• [What needs to be done]:
Transcribe all records exactly.

▽

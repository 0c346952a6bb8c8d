//! ## sv_altmap ##
//! ---------------
//! Takes long reads which align into regions of interest and shows for each of them
//! where else in the genome parts of the read align according to LAST.
//! Each alternative mapping is drawn as an arrow along the read, its height given by
//! the (log) alignment score and its color by the chromosome it maps to.
//! Reverse alignments are drawn below the axis and mirrored, reading from right to left.

use clap::{app_from_crate,crate_name,crate_description,crate_authors,crate_version,Arg};
use std::env;
use std::fs;
use std::io;
use std::path::Path;
use std::process;
extern crate pretty_env_logger;
#[macro_use] extern crate log;

// our library which is within the same project
extern crate altmapping;
use altmapping::lib::common::{*};
use altmapping::lib::hts_lib_based::{*};
use altmapping::lib::last_based::{*};
use altmapping::lib::layout::{*};
use altmapping::lib::plotting::{*};


fn parse_number<T: std::str::FromStr>(
    matches: &clap::ArgMatches,
    name: &str
) -> Result<T, AltMapError> {
    let value = matches.value_of(name).unwrap_or_default();
    value
        .parse::<T>()
        .map_err(|_| AltMapError::Config(format!("could not parse {:?} for option {}", value, name)))
}

fn run(
    matches: &clap::ArgMatches,
    args_string: &str
) -> Result<(), AltMapError> {
    ////////////////////////
    ////  prep options  ////
    ////////////////////////
    // we can just unwrap as mandatory arguments
    let bam_file    = matches.value_of("BAM").unwrap_or_default();
    let last_file   = matches.value_of("LAST").unwrap_or_default();
    let region_file = matches.value_of("REG").unwrap_or_default();
    check_input_files(bam_file, region_file, last_file)?;

    let config = AltPlotConfig::new(
        parse_number::<u32>(matches, "QUAL")?,
        parse_number::<usize>(matches, "NRAL")?,
        matches.value_of("RANKING").unwrap_or("descending").parse::<RankingPolicy>()?,
        matches.value_of("SCALE").unwrap_or("log").parse::<ScoreScale>()?,
    )?;
    let threads: usize = parse_number(matches, "THREAD")?;
    let predicate = ReadNamePredicate::new(matches.value_of("SUFFIX"), matches.value_of("PREFIX"));
    let out_dir = Path::new(matches.value_of("OUT").unwrap_or("."));
    fs::create_dir_all(out_dir)?;
    debug!("Configuration: {:?}, name filter: {:?}", &config, &predicate);

    /////////////////////////////
    ////  candidate reads    ////
    /////////////////////////////
    // the BAM and BED handles are closed once we got the names
    let candidates = gather_candidate_reads(bam_file, region_file, &predicate, threads)?;
    if candidates.is_empty() {
        warn!("no read in the regions of interest passed the name filter");
    }

    /////////////////////////////
    ////  LAST alternatives  ////
    /////////////////////////////
    let (collection, stats) = collect_alt_mappings(
        LastReader::from_path(last_file)?,
        &candidates,
        config.quality_threshold
    )?;
    info!(
        "LAST: {} alignments parsed, {} kept, {} discarded, {} malformed",
        stats.parsed, stats.kept, stats.discarded, stats.malformed
    );

    //////////////////////////
    ////  layout + output ////
    //////////////////////////
    let layouts = layout_collection(&collection, &config);
    if let Err(err) = write_ranked_tsv_stdout(
        &layouts,
        &VersionInfo {
            program: "sv_altmap",
            version: crate_version!(),
            author: crate_authors!(),
            command: args_string,
        },
    ) {
        return Err(AltMapError::Io(io::Error::new(io::ErrorKind::Other, err.to_string())));
    }
    let written = render_layouts(&layouts, config.score_scale, out_dir, threads)?;
    info!("{} plots written to {}", written.len(), out_dir.display());
    Ok(())
}

fn main() {
    pretty_env_logger::init();

    // now the next is not really for any argument
    // parsing but simply to get the command which
    // was used to execute as I cant get this from clap
    let args: Vec<String> = env::args().collect();
    let args_string = args.join(" ");
    let matches = app_from_crate!()
    .about("
Plots for reads supporting a structural variant all alternative mappings found by LAST. \
Reads are selected from a BAM file if they overlap one of the regions in the BED file \
and their name matches the suffix or prefix filter. \
Each read results in one SVG file named after the read.
    ")
    .arg(Arg::with_name("BAM")
            .short("b")
            .long("bam")
            .value_name("FILE")
            .help("indexed BAM file with the long read alignments")
            .takes_value(true)
            .required(true))
    .arg(Arg::with_name("LAST")
            .short("l")
            .long("last")
            .value_name("FILE")
            .help("LAST alignments of the same reads in MAF format")
            .takes_value(true)
            .required(true))
    .arg(Arg::with_name("REG")
            .short("r")
            .long("reg")
            .value_name("FILE")
            .help("regions of interest in BED format")
            .takes_value(true)
            .required(true))
    .arg(Arg::with_name("QUAL")
            .short("q")
            .long("qual")
            .value_name("int")
            .help("minimum LAST score of an alternative mapping")
            .takes_value(true)
            .default_value("300"))
    .arg(Arg::with_name("NRAL")
            .short("n")
            .long("nral")
            .value_name("int")
            .help("number of best alternative mappings displayed per read")
            .takes_value(true)
            .default_value("15"))
    .arg(Arg::with_name("SUFFIX")
            .short("s")
            .long("suffix")
            .value_name("STR")
            .help("accept reads whose name ends with this, e.g. nanopore 2D reads")
            .takes_value(true)
            .default_value("2d"))
    .arg(Arg::with_name("PREFIX")
            .short("p")
            .long("prefix")
            .value_name("STR")
            .help("accept as well reads whose name starts with this, e.g. \"ctg\" for contigs")
            .takes_value(true))
    .arg(Arg::with_name("SCALE")
            .short("y")
            .long("scale")
            .value_name("STR")
            .help("vertical scale of the score")
            .takes_value(true)
            .possible_values(&["log", "linear"])
            .default_value("log"))
    .arg(Arg::with_name("RANKING")
            .short("k")
            .long("ranking")
            .value_name("STR")
            .help("how the best mappings are picked, decides which of equally scored mappings is kept")
            .takes_value(true)
            .possible_values(&["descending", "ascending"])
            .default_value("descending"))
    .arg(Arg::with_name("OUT")
            .short("o")
            .long("out")
            .value_name("DIR")
            .help("directory for the plots")
            .takes_value(true)
            .default_value("."))
    .arg(Arg::with_name("THREAD")
            .short("t")
            .long("threads")
            .value_name("int")
            .help("number of threads for reading BAM and plotting")
            .takes_value(true)
            .default_value("1"))
    .get_matches();

    if let Err(err) = run(&matches, &args_string) {
        eprintln!("{}", err);
        process::exit(err.exit_code());
    }
    println!("DONE");
}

△

• [Task answer]:
repository 0c346952a6bb8c8d
//! ## sv_altmap ##
//! ---------------
//! Takes long reads which align into regions of interest and shows for each of them
//! where else in the genome parts of the read align according to LAST.
//! Each alternative mapping is drawn as an arrow along the read, its height given by
//! the (log) alignment score and its color by the chromosome it maps to.
//! Reverse alignments are drawn below the axis and mirrored, reading from right to left.

use clap::{app_from_crate,crate_name,crate_description,crate_authors,crate_version,Arg};
use std::env;
use std::fs;
use std::io;
use std::path::Path;
use std::process;
extern crate pretty_env_logger;
#[macro_use] extern crate log;

// our library which is within the same project
extern crate altmapping;
use altmapping::lib::common::{*};
use altmapping::lib::hts_lib_based::{*};
use altmapping::lib::last_based::{*};
use altmapping::lib::layout::{*};
use altmapping::lib::plotting::{*};


fn parse_number<T: std::str::FromStr>(
    matches: &clap::ArgMatches,
    name: &str
) -> Result<T, AltMapError> {
    let value = matches.value_of(name).unwrap_or_default();
    value
        .parse::<T>()
        .map_err(|_| AltMapError::Config(format!("could not parse {:?} for option {}", value, name)))
}

fn run(
    matches: &clap::ArgMatches,
    args_string: &str
) -> Result<(), AltMapError> {
    ////////////////////////
    ////  prep options  ////
    ////////////////////////
    // we can just unwrap as mandatory arguments
    let bam_file    = matches.value_of("BAM").unwrap_or_default();
    let last_file   = matches.value_of("LAST").unwrap_or_default();
    let region_file = matches.value_of("REG").unwrap_or_default();
    check_input_files(bam_file, region_file, last_file)?;

    let config = AltPlotConfig::new(
        parse_number::<u32>(matches, "QUAL")?,
        parse_number::<usize>(matches, "NRAL")?,
        matches.value_of("RANKING").unwrap_or("descending").parse::<RankingPolicy>()?,
        matches.value_of("SCALE").unwrap_or("log").parse::<ScoreScale>()?,
    )?;
    let threads: usize = parse_number(matches, "THREAD")?;
    let predicate = ReadNamePredicate::new(matches.value_of("SUFFIX"), matches.value_of("PREFIX"));
    let out_dir = Path::new(matches.value_of("OUT").unwrap_or("."));
    fs::create_dir_all(out_dir)?;
    debug!("Configuration: {:?}, name filter: {:?}", &config, &predicate);

    /////////////////////////////
    ////  candidate reads    ////
    /////////////////////////////
    // the BAM and BED handles are closed once we got the names
    let candidates = gather_candidate_reads(bam_file, region_file, &predicate, threads)?;
    if candidates.is_empty() {
        warn!("no read in the regions of interest passed the name filter");
    }

    /////////////////////////////
    ////  LAST alternatives  ////
    /////////////////////////////
    let (collection, stats) = collect_alt_mappings(
        LastReader::from_path(last_file)?,
        &candidates,
        config.quality_threshold
    )?;
    info!(
        "LAST: {} alignments parsed, {} kept, {} discarded, {} malformed",
        stats.parsed, stats.kept, stats.discarded, stats.malformed
    );

    //////////////////////////
    ////  layout + output ////
    //////////////////////////
    let layouts = layout_collection(&collection, &config);
    if let Err(err) = write_ranked_tsv_stdout(
        &layouts,
        &VersionInfo {
            program: "sv_altmap",
            version: crate_version!(),
            author: crate_authors!(),
            command: args_string,
        },
    ) {
        return Err(AltMapError::Io(io::Error::new(io::ErrorKind::Other, err.to_string())));
    }
    let written = render_layouts(&layouts, config.score_scale, out_dir, threads)?;
    info!("{} plots written to {}", written.len(), out_dir.display());
    Ok(())
}

fn main() {
    pretty_env_logger::init();

    // now the next is not really for any argument
    // parsing but simply to get the command which
    // was used to execute as I cant get this from clap
    let args: Vec<String> = env::args().collect();
    let args_string = args.join(" ");
    let matches = app_from_crate!()
    .about("
Plots for reads supporting a structural variant all alternative mappings found by LAST. \
Reads are selected from a BAM file if they overlap one of the regions in the BED file \
and their name matches the suffix or prefix filter. \
Each read results in one SVG file named after the read.
    ")
    .arg(Arg::with_name("BAM")
            .short("b")
            .long("bam")
            .value_name("FILE")
            .help("indexed BAM file with the long read alignments")
            .takes_value(true)
            .required(true))
    .arg(Arg::with_name("LAST")
            .short("l")
            .long("last")
            .value_name("FILE")
            .help("LAST alignments of the same reads in MAF format")
            .takes_value(true)
            .required(true))
    .arg(Arg::with_name("REG")
            .short("r")
            .long("reg")
            .value_name("FILE")
            .help("regions of interest in BED format")
            .takes_value(true)
            .required(true))
    .arg(Arg::with_name("QUAL")
            .short("q")
            .long("qual")
            .value_name("int")
            .help("minimum LAST score of an alternative mapping")
            .takes_value(true)
            .default_value("300"))
    .arg(Arg::with_name("NRAL")
            .short("n")
            .long("nral")
            .value_name("int")
            .help("number of best alternative mappings displayed per read")
            .takes_value(true)
            .default_value("15"))
    .arg(Arg::with_name("SUFFIX")
            .short("s")
            .long("suffix")
            .value_name("STR")
            .help("accept reads whose name ends with this, e.g. nanopore 2D reads")
            .takes_value(true)
            .default_value("2d"))
    .arg(Arg::with_name("PREFIX")
            .short("p")
            .long("prefix")
            .value_name("STR")
            .help("accept as well reads whose name starts with this, e.g. \"ctg\" for contigs")
            .takes_value(true))
    .arg(Arg::with_name("SCALE")
            .short("y")
            .long("scale")
            .value_name("STR")
            .help("vertical scale of the score")
            .takes_value(true)
            .possible_values(&["log", "linear"])
            .default_value("log"))
    .arg(Arg::with_name("RANKING")
            .short("k")
            .long("ranking")
            .value_name("STR")
            .help("how the best mappings are picked, decides which of equally scored mappings is kept")
            .takes_value(true)
            .possible_values(&["descending", "ascending"])
            .default_value("descending"))
    .arg(Arg::with_name("OUT")
            .short("o")
            .long("out")
            .value_name("DIR")
            .help("directory for the plots")
            .takes_value(true)
            .default_value("."))
    .arg(Arg::with_name("THREAD")
            .short("t")
            .long("threads")
            .value_name("int")
            .help("number of threads for reading BAM and plotting")
            .takes_value(true)
            .default_value("1"))
    .get_matches();

    if let Err(err) = run(&matches, &args_string) {
        eprintln!("{}", err);
        process::exit(err.exit_code());
    }
    println!("DONE");
}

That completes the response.